Find and copy each line of the data that includes "bool".

============================================================

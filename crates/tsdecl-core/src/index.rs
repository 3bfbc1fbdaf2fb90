//! Descriptor index.
//!
//! Flattens every file descriptor of a request into a lookup table from
//! fully-qualified type name to its declaration. The index is built in full
//! before any reference is resolved, so import cycles between files are
//! just lookups over a complete graph.

use crate::error::{Error, Result};
use prost_types::{DescriptorProto, EnumDescriptorProto, FileDescriptorProto};
use std::collections::HashMap;
use tracing::{debug, trace};

/// Whether an indexed name is a message or an enum
#[derive(Debug, Clone, Copy, PartialEq, Eq)]
pub enum TypeKind {
    /// A message type (including synthetic map entries)
    Message,
    /// An enum type
    Enum,
}

/// The descriptor behind an indexed name
#[derive(Debug, Clone, Copy)]
pub enum Declaration<'a> {
    /// A message declaration
    Message(&'a DescriptorProto),
    /// An enum declaration
    Enum(&'a EnumDescriptorProto),
}

/// A single indexed type
#[derive(Debug, Clone)]
pub struct TypeEntry<'a> {
    /// Fully-qualified name without leading dot (`pkg.Outer.Inner`)
    pub full_name: String,
    /// Name of the file that declares the type
    pub file: &'a str,
    /// Package of the declaring file
    pub package: &'a str,
    /// Package-relative nesting path (`Outer.Inner`)
    pub local_name: String,
    /// The declaration itself
    pub declaration: Declaration<'a>,
}

impl<'a> TypeEntry<'a> {
    /// Returns the kind of this type
    pub fn kind(&self) -> TypeKind {
        match self.declaration {
            Declaration::Message(_) => TypeKind::Message,
            Declaration::Enum(_) => TypeKind::Enum,
        }
    }

    /// Returns true if this is a synthetic map-entry message
    pub fn is_map_entry(&self) -> bool {
        match self.declaration {
            Declaration::Message(m) => is_map_entry(m),
            Declaration::Enum(_) => false,
        }
    }

    /// Returns the message descriptor, if this is a message
    pub fn message(&self) -> Option<&'a DescriptorProto> {
        match self.declaration {
            Declaration::Message(m) => Some(m),
            Declaration::Enum(_) => None,
        }
    }
}

/// Read-only lookup table over every descriptor in a request
#[derive(Debug)]
pub struct DescriptorIndex<'a> {
    files: HashMap<&'a str, &'a FileDescriptorProto>,
    types: HashMap<String, TypeEntry<'a>>,
}

impl<'a> DescriptorIndex<'a> {
    /// Builds the index over a set of file descriptors.
    ///
    /// Fails with [`Error::UnknownImport`] if a file imports a path outside
    /// the set, and with [`Error::DuplicateTypeName`] if two declarations
    /// share a fully-qualified name.
    pub fn build(files: &'a [FileDescriptorProto]) -> Result<Self> {
        let mut index = Self {
            files: HashMap::with_capacity(files.len()),
            types: HashMap::new(),
        };

        for file in files {
            index.files.entry(file.name()).or_insert(file);
        }

        for file in files {
            for dep in &file.dependency {
                if !index.files.contains_key(dep.as_str()) {
                    return Err(Error::unknown_import(file.name(), dep));
                }
            }
        }

        for file in files {
            let package = file.package();
            for message in &file.message_type {
                index.insert_message(file, package, "", message)?;
            }
            for enum_type in &file.enum_type {
                index.insert_enum(file, package, "", enum_type)?;
            }
        }

        debug!(
            "Indexed {} types across {} files",
            index.types.len(),
            index.files.len()
        );

        Ok(index)
    }

    fn insert_message(
        &mut self,
        file: &'a FileDescriptorProto,
        package: &'a str,
        parent: &str,
        message: &'a DescriptorProto,
    ) -> Result<()> {
        let local_name = join(parent, message.name());
        self.insert(file, package, local_name.clone(), Declaration::Message(message))?;

        for nested in &message.nested_type {
            self.insert_message(file, package, &local_name, nested)?;
        }
        for enum_type in &message.enum_type {
            self.insert_enum(file, package, &local_name, enum_type)?;
        }
        Ok(())
    }

    fn insert_enum(
        &mut self,
        file: &'a FileDescriptorProto,
        package: &'a str,
        parent: &str,
        enum_type: &'a EnumDescriptorProto,
    ) -> Result<()> {
        let local_name = join(parent, enum_type.name());
        self.insert(file, package, local_name, Declaration::Enum(enum_type))
    }

    fn insert(
        &mut self,
        file: &'a FileDescriptorProto,
        package: &'a str,
        local_name: String,
        declaration: Declaration<'a>,
    ) -> Result<()> {
        let full_name = join(package, &local_name);
        if let Some(existing) = self.types.get(&full_name) {
            return Err(Error::duplicate_type_name(
                full_name,
                existing.file,
                file.name(),
            ));
        }

        trace!("Indexing {} from {}", full_name, file.name());
        self.types.insert(
            full_name.clone(),
            TypeEntry {
                full_name,
                file: file.name(),
                package,
                local_name,
                declaration,
            },
        );
        Ok(())
    }

    /// Looks up a fully-qualified name; a leading dot is accepted
    pub fn get(&self, name: &str) -> Option<&TypeEntry<'a>> {
        self.types.get(name.strip_prefix('.').unwrap_or(name))
    }

    /// Resolves a type reference as it appears in a field or method.
    ///
    /// References with a leading dot are fully qualified. Others are looked
    /// up relative to `scope` (the fully-qualified name of the enclosing
    /// message or package), walking outwards the way protoc does.
    pub fn resolve(
        &self,
        reference: &str,
        scope: &str,
        file: &str,
        context: &str,
    ) -> Result<&TypeEntry<'a>> {
        let found = if reference.starts_with('.') {
            self.get(reference)
        } else {
            let mut scope = scope;
            loop {
                let candidate = join(scope, reference);
                if let Some(entry) = self.types.get(&candidate) {
                    break Some(entry);
                }
                if scope.is_empty() {
                    break None;
                }
                scope = scope.rsplit_once('.').map_or("", |(parent, _)| parent);
            }
        };

        found.ok_or_else(|| Error::unresolved_type(reference, file, context))
    }

    /// Returns the descriptor for a file name
    pub fn file(&self, name: &str) -> Option<&'a FileDescriptorProto> {
        self.files.get(name).copied()
    }

    /// Number of indexed types
    pub fn len(&self) -> usize {
        self.types.len()
    }

    /// Returns true if no types are indexed
    pub fn is_empty(&self) -> bool {
        self.types.is_empty()
    }
}

/// Returns true if a message is a synthetic map entry
pub fn is_map_entry(message: &DescriptorProto) -> bool {
    message
        .options
        .as_ref()
        .map_or(false, |o| o.map_entry.unwrap_or(false))
}

/// Joins two dotted name components, skipping an empty prefix
pub(crate) fn join(prefix: &str, name: &str) -> String {
    if prefix.is_empty() {
        name.to_string()
    } else {
        format!("{}.{}", prefix, name)
    }
}

#[cfg(test)]
mod tests {
    use super::*;
    use crate::testutil::{enum_type, file, message};

    #[test]
    fn test_index_nested_types() {
        let mut outer = message("Outer", vec![]);
        outer.nested_type.push(message("Inner", vec![]));
        outer.enum_type.push(enum_type("Kind", &[("A", 0)]));
        let files = vec![file("a.proto", "pkg.sub", vec![outer], vec![], &[])];

        let index = DescriptorIndex::build(&files).unwrap();
        assert_eq!(index.len(), 3);

        let inner = index.get(".pkg.sub.Outer.Inner").unwrap();
        assert_eq!(inner.kind(), TypeKind::Message);
        assert_eq!(inner.local_name, "Outer.Inner");
        assert_eq!(inner.file, "a.proto");

        let kind = index.get("pkg.sub.Outer.Kind").unwrap();
        assert_eq!(kind.kind(), TypeKind::Enum);
    }

    #[test]
    fn test_duplicate_type_name() {
        let files = vec![
            file("a.proto", "pkg", vec![message("Dup", vec![])], vec![], &[]),
            file("b.proto", "pkg", vec![message("Dup", vec![])], vec![], &[]),
        ];
        let err = DescriptorIndex::build(&files).unwrap_err();
        assert!(matches!(
            err,
            Error::DuplicateTypeName { ref name, ref first_file, ref second_file }
                if name == "pkg.Dup" && first_file == "a.proto" && second_file == "b.proto"
        ));
    }

    #[test]
    fn test_enum_and_message_collide() {
        let files = vec![file(
            "a.proto",
            "",
            vec![message("Same", vec![])],
            vec![enum_type("Same", &[("X", 0)])],
            &[],
        )];
        assert!(matches!(
            DescriptorIndex::build(&files),
            Err(Error::DuplicateTypeName { .. })
        ));
    }

    #[test]
    fn test_unknown_import() {
        let files = vec![file("a.proto", "pkg", vec![], vec![], &["missing.proto"])];
        let err = DescriptorIndex::build(&files).unwrap_err();
        assert!(matches!(err, Error::UnknownImport { ref import, .. } if import == "missing.proto"));
    }

    #[test]
    fn test_resolve_relative_reference() {
        let mut outer = message("Outer", vec![]);
        outer.nested_type.push(message("Inner", vec![]));
        let files = vec![file(
            "a.proto",
            "pkg",
            vec![outer, message("Top", vec![])],
            vec![],
            &[],
        )];
        let index = DescriptorIndex::build(&files).unwrap();

        let inner = index.resolve("Inner", "pkg.Outer", "a.proto", "test").unwrap();
        assert_eq!(inner.full_name, "pkg.Outer.Inner");

        let top = index.resolve("Top", "pkg.Outer", "a.proto", "test").unwrap();
        assert_eq!(top.full_name, "pkg.Top");

        let err = index.resolve(".pkg.Nope", "pkg", "a.proto", "field X.y").unwrap_err();
        assert!(matches!(err, Error::UnresolvedType { ref context, .. } if context == "field X.y"));
    }
}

============================================================

Exercise result:
    pub fn is_map_entry(&self) -> bool {
    pub fn is_empty(&self) -> bool {
pub fn is_map_entry(message: &DescriptorProto) -> bool {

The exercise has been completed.